Não me contive. Uma mão no peito, alisando meu mamilo por cima da camiseta, outra acariciando meu pau por cima da calça. Sabia que não tinha muito tempo e que não poderia sair da casa com a rola dura daquele jeito, então sorri para os dois surpresos, gravei na mente aquela imagem e continuei:
– Não parem por minha causa. Feliz aniversário, filho. Só vim me despedir.
Me aproximei dos dois, Saulo ficando de pé, ainda tentando encontrar o que dizer, e abracei meu filho, ainda pelado, ainda de rola dura, passando meus braços ao seu redor e deslizando a mão pelo contorno da sua bunda antes de desfazer o abraço. Ainda sorrindo, dei as costas ao banheiro e desci as escadas, o coração acelerado. Os dois continuariam o que começaram ou a minha chegada os inibiria?
– Está tudo bem? – Mônica me perguntou.
– Mais ou menos. Vou ter de pedir um Uber para ti. Davi não está muito bem, bebeu escondido com os amigos, e Saulo também bebeu umas cervejas a mais. – A desculpa surgiu naturalmente. – Se importa?
Eu não me importava. Ela se importaria, sim, mas não diria nada, claro. O casal de amigos se ofereceu a levá-la embora e fiquei impaciente nos minutos de recusa e de insistência educada que se seguiram. Enfim, ela aceitou a carona, despedi-me com um beijo e aguardei os três partirem no carro antes de fechar o portão e voltar para a casa. Antes de entrar, um barulho no quintal me chamou atenção e caminhei até lá. Sentado em uma das cadeiras à beira da piscina, estava Saulo, uma cerveja long neck na mão, olhando pensativo as luzes refletidas na água.

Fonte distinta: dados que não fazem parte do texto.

//! AArch64 instruction encoders. Each `emit_*` function appends exactly
//! one host instruction word to the arena (except [`Emitter::emit_mov_u64`],
//! which is a short `MOVZ`/`MOVK` chain) and returns the offset it was
//! written at, so callers needing a later fixup can hold onto it.
//!
//! Register numbers are the plain AArch64 `Xn` indices (`0..=30`, `31`
//! meaning `XZR`/`SP` depending on instruction class — the usual AArch64
//! overload). [`crate::context`] reserves `X19` (guest-state base),
//! `X20` (guest-memory base), and `X21` (block-exit-state pointer) as the
//! pinned registers live for the duration of a translated block; `X9..X15`
//! are the scratch pool the translator draws from per instruction.

use crate::arena::{ArenaError, CodeArena};

pub const XZR: u32 = 31;

/// AArch64 condition codes needed by the translator (branch-on-less-than
/// for BLT/BGE's signed comparisons, -on-unsigned for BLTU/BGEU, and
/// `HS`/`LO` for the JIT's own inlined bounds checks).
#[derive(Debug, Clone, Copy, PartialEq, Eq)]
pub enum Cond {
    Eq,
    Ne,
    /// Carry set / unsigned higher-or-same.
    Hs,
    /// Carry clear / unsigned lower.
    Lo,
    /// Unsigned higher (strictly).
    Hi,
    Ge,
    Lt,
}

impl Cond {
    fn bits(self) -> u32 {
        match self {
            Cond::Eq => 0b0000,
            Cond::Ne => 0b0001,
            Cond::Hs => 0b0010,
            Cond::Lo => 0b0011,
            Cond::Hi => 0b1000,
            Cond::Ge => 0b1010,
            Cond::Lt => 0b1011,
        }
    }
}

pub struct Emitter<'a> {
    pub arena: &'a mut CodeArena,
}

impl<'a> Emitter<'a> {
    pub fn new(arena: &'a mut CodeArena) -> Self {
        Self { arena }
    }

    pub fn emit_add(&mut self, rd: u32, rn: u32, rm: u32) -> Result<u32, ArenaError> {
        self.arena.emit_u32(0x8B00_0000 | (rm << 16) | (rn << 5) | rd)
    }

    pub fn emit_sub(&mut self, rd: u32, rn: u32, rm: u32) -> Result<u32, ArenaError> {
        self.arena.emit_u32(0xCB00_0000 | (rm << 16) | (rn << 5) | rd)
    }

    /// `SUBS Xd, Xn, Xm` — subtract and set flags (the compare primitive
    /// the translator's inlined address-window checks build on).
    pub fn emit_subs(&mut self, rd: u32, rn: u32, rm: u32) -> Result<u32, ArenaError> {
        self.arena.emit_u32(0xEB00_0000 | (rm << 16) | (rn << 5) | rd)
    }

    pub fn emit_and(&mut self, rd: u32, rn: u32, rm: u32) -> Result<u32, ArenaError> {
        self.arena.emit_u32(0x8A00_0000 | (rm << 16) | (rn << 5) | rd)
    }

    pub fn emit_orr(&mut self, rd: u32, rn: u32, rm: u32) -> Result<u32, ArenaError> {
        self.arena.emit_u32(0xAA00_0000 | (rm << 16) | (rn << 5) | rd)
    }

    pub fn emit_eor(&mut self, rd: u32, rn: u32, rm: u32) -> Result<u32, ArenaError> {
        self.arena.emit_u32(0xCA00_0000 | (rm << 16) | (rn << 5) | rd)
    }

    /// `MOV Xd, Xm` (alias of `ORR Xd, XZR, Xm`).
    pub fn emit_mov_reg(&mut self, rd: u32, rm: u32) -> Result<u32, ArenaError> {
        self.emit_orr(rd, XZR, rm)
    }

    /// `LSLV Xd, Xn, Xm` — variable (register) shift-left.
    pub fn emit_lsl_v(&mut self, rd: u32, rn: u32, rm: u32) -> Result<u32, ArenaError> {
        self.arena.emit_u32(0x9AC0_2000 | (rm << 16) | (rn << 5) | rd)
    }

    pub fn emit_lsr_v(&mut self, rd: u32, rn: u32, rm: u32) -> Result<u32, ArenaError> {
        self.arena.emit_u32(0x9AC0_2400 | (rm << 16) | (rn << 5) | rd)
    }

    pub fn emit_asr_v(&mut self, rd: u32, rn: u32, rm: u32) -> Result<u32, ArenaError> {
        self.arena.emit_u32(0x9AC0_2800 | (rm << 16) | (rn << 5) | rd)
    }

    /// `UBFM Xd, Xn, #shift, #63` — `LSL`/`LSR` by an immediate shamt,
    /// whichever `left` selects.
    pub fn emit_lsl_i(&mut self, rd: u32, rn: u32, shamt: u32) -> Result<u32, ArenaError> {
        let immr = (64 - shamt) % 64;
        let imms = 63 - shamt;
        self.arena.emit_u32(0xD340_0000 | (immr << 16) | (imms << 10) | (rn << 5) | rd)
    }

    pub fn emit_lsr_i(&mut self, rd: u32, rn: u32, shamt: u32) -> Result<u32, ArenaError> {
        self.arena.emit_u32(0xD340_0000 | (shamt << 16) | (0x3F << 10) | (rn << 5) | rd)
    }

    /// `SBFM Xd, Xn, #shamt, #63` — `ASR` by an immediate shamt.
    pub fn emit_asr_i(&mut self, rd: u32, rn: u32, shamt: u32) -> Result<u32, ArenaError> {
        self.arena.emit_u32(0x9340_0000 | (shamt << 16) | (0x3F << 10) | (rn << 5) | rd)
    }

    /// `CSET Xd, cond` (alias of `CSINC Xd, XZR, XZR, invert(cond)`) —
    /// the SLT/SLTU/SLTI/SLTIU primitive: 1 if `cond` holds given the
    /// flags an immediately preceding `SUBS` left behind, else 0.
    pub fn emit_cset(&mut self, rd: u32, cond: Cond) -> Result<u32, ArenaError> {
        let inv = cond.bits() ^ 1;
        self.arena.emit_u32(0x9A9F_0FE0 | (inv << 12) | rd)
    }

    /// `MOVZ Xd, #imm16, LSL #(hw*16)`.
    pub fn emit_movz(&mut self, rd: u32, imm16: u16, hw: u32) -> Result<u32, ArenaError> {
        self.arena
            .emit_u32(0xD280_0000 | (hw << 21) | (u32::from(imm16) << 5) | rd)
    }

    /// `MOVK Xd, #imm16, LSL #(hw*16)`.
    pub fn emit_movk(&mut self, rd: u32, imm16: u16, hw: u32) -> Result<u32, ArenaError> {
        self.arena
            .emit_u32(0xF280_0000 | (hw << 21) | (u32::from(imm16) << 5) | rd)
    }

    /// Materialize an arbitrary 64-bit constant into `rd` with the
    /// smallest `MOVZ`+`MOVK*` chain that reproduces every nonzero
    /// 16-bit lane (at least one `MOVZ` is always emitted, even for 0).
    pub fn emit_mov_u64(&mut self, rd: u32, value: u64) -> Result<u32, ArenaError> {
        let lanes = [
            (value & 0xFFFF) as u16,
            ((value >> 16) & 0xFFFF) as u16,
            ((value >> 32) & 0xFFFF) as u16,
            ((value >> 48) & 0xFFFF) as u16,
        ];
        let mut first_off = None;
        let mut movz_done = false;
        for (hw, lane) in lanes.iter().enumerate() {
            if *lane == 0 && movz_done {
                continue;
            }
            let off = if movz_done {
                self.emit_movk(rd, *lane, hw as u32)?
            } else {
                movz_done = true;
                self.emit_movz(rd, *lane, hw as u32)?
            };
            first_off.get_or_insert(off);
        }
        Ok(first_off.expect("at least one lane is always emitted"))
    }

    /// `LDR Xt, [state_base, #byte_offset]` — `byte_offset` must be
    /// 8-aligned (the unsigned-offset encoding scales by 8).
    pub fn emit_ldr_from_state(&mut self, rt: u32, state_base: u32, byte_offset: u32) -> Result<u32, ArenaError> {
        debug_assert_eq!(byte_offset % 8, 0);
        self.arena
            .emit_u32(0xF940_0000 | ((byte_offset / 8) << 10) | (state_base << 5) | rt)
    }

    pub fn emit_str_to_state(&mut self, rt: u32, state_base: u32, byte_offset: u32) -> Result<u32, ArenaError> {
        debug_assert_eq!(byte_offset % 8, 0);
        self.arena
            .emit_u32(0xF900_0000 | ((byte_offset / 8) << 10) | (state_base << 5) | rt)
    }

    /// `LDR Wt/Xt, [mem_base, Xn]` register-offset addressing, used for
    /// guest loads once the physical offset has been computed into `rn`.
    /// `size`: 0=byte, 1=halfword, 2=word, 3=doubleword.
    pub fn emit_ldr_reg(&mut self, rt: u32, mem_base: u32, rn: u32, size: u32) -> Result<u32, ArenaError> {
        let opc = match size {
            0 => 0x3864_6800u32, // LDRB Wt, [Xn, Xm]
            1 => 0x7864_6800u32, // LDRH Wt, [Xn, Xm]
            2 => 0xB864_6800u32, // LDR Wt, [Xn, Xm]
            3 => 0xF864_6800u32, // LDR Xt, [Xn, Xm]
            _ => unreachable!("memory access width is 0..=3"),
        };
        self.arena.emit_u32(opc | (rn << 16) | (mem_base << 5) | rt)
    }

    pub fn emit_str_reg(&mut self, rt: u32, mem_base: u32, rn: u32, size: u32) -> Result<u32, ArenaError> {
        let opc = match size {
            0 => 0x3824_6800u32, // STRB Wt, [Xn, Xm]
            1 => 0x7824_6800u32, // STRH Wt, [Xn, Xm]
            2 => 0xB824_6800u32, // STR Wt, [Xn, Xm]
            3 => 0xF824_6800u32, // STR Xt, [Xn, Xm]
            _ => unreachable!("memory access width is 0..=3"),
        };
        self.arena.emit_u32(opc | (rn << 16) | (mem_base << 5) | rt)
    }

    /// Unconditional branch with a placeholder (zero) displacement;
    /// returns the site offset for a later patch via [`patch_b`].
    pub fn emit_b_placeholder(&mut self) -> Result<u32, ArenaError> {
        self.arena.emit_u32(0x1400_0000)
    }

    /// `B.cond` with a placeholder displacement; see [`patch_b_cond`].
    pub fn emit_b_cond_placeholder(&mut self, cond: Cond) -> Result<u32, ArenaError> {
        self.arena.emit_u32(0x5400_0000 | cond.bits())
    }

    pub fn emit_br(&mut self, rn: u32) -> Result<u32, ArenaError> {
        self.arena.emit_u32(0xD61F_0000 | (rn << 5))
    }

    pub fn emit_blr(&mut self, rn: u32) -> Result<u32, ArenaError> {
        self.arena.emit_u32(0xD63F_0000 | (rn << 5))
    }

    pub fn emit_ret(&mut self) -> Result<u32, ArenaError> {
        self.arena.emit_u32(0xD65F_03C0)
    }

    pub fn emit_sub_imm(&mut self, rd: u32, rn: u32, imm12: u32) -> Result<u32, ArenaError> {
        self.arena.emit_u32(0xD100_0000 | (imm12 << 10) | (rn << 5) | rd)
    }

    pub fn emit_add_imm(&mut self, rd: u32, rn: u32, imm12: u32) -> Result<u32, ArenaError> {
        self.arena.emit_u32(0x9100_0000 | (imm12 << 10) | (rn << 5) | rd)
    }
}

/// Patch the `B` instruction at `site` (offset returned by
/// [`Emitter::emit_b_placeholder`]) so it jumps to `target`, both byte
/// offsets within the same arena.
pub fn patch_b(arena: &mut CodeArena, site: u32, target: u32) {
    let disp = (target as i64 - site as i64) / 4;
    let imm26 = (disp as u32) & 0x03FF_FFFF;
    arena.patch_u32(site, 0x1400_0000 | imm26);
}

/// Patch a `B.cond` instruction, preserving its condition bits.
pub fn patch_b_cond(arena: &mut CodeArena, site: u32, target: u32) {
    let disp = (target as i64 - site as i64) / 4;
    let imm19 = (disp as u32) & 0x0007_FFFF;
    let cond = arena.read_u32(site) & 0xF;
    arena.patch_u32(site, 0x5400_0000 | (imm19 << 5) | cond);
}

Ao me ouvir chegar, ele acordou do estado contemplativo e começou a se desculpar.
– Pedro, cara…
– Primeiro minha mulher, agora meu filho? – Eu brinquei, pegando uma cerveja na geladeira externa e me sentando na mesma espreguiçadeira, do lado dele.
Saulo levou a sério o que eu disse, ainda preocupado.
– Mesmo, Pedro… depois daquela conversa, eu pensei… cara, desculpa ter entendido errado…
– Você entendeu certo, amigo. Ou vai me dizer que só de lembrar da sensação de ser pego por mim com o pinto do garoto na boca, todo pelado na tua frente, não te deixa com tesão de novo? Porque eu…
Olhei para baixo, deixando evidente o pau duro explodindo na minha calça.
Saulo deu um sorriso, olhou para o próprio pau marcado na calça, tomou um gole da cerveja e respondeu:
– Só não me dá mais tesão que lembrar do meu pau invadindo aquela bundinha ontem… duas vezes. – Ele me encarou, a confiança recuperada.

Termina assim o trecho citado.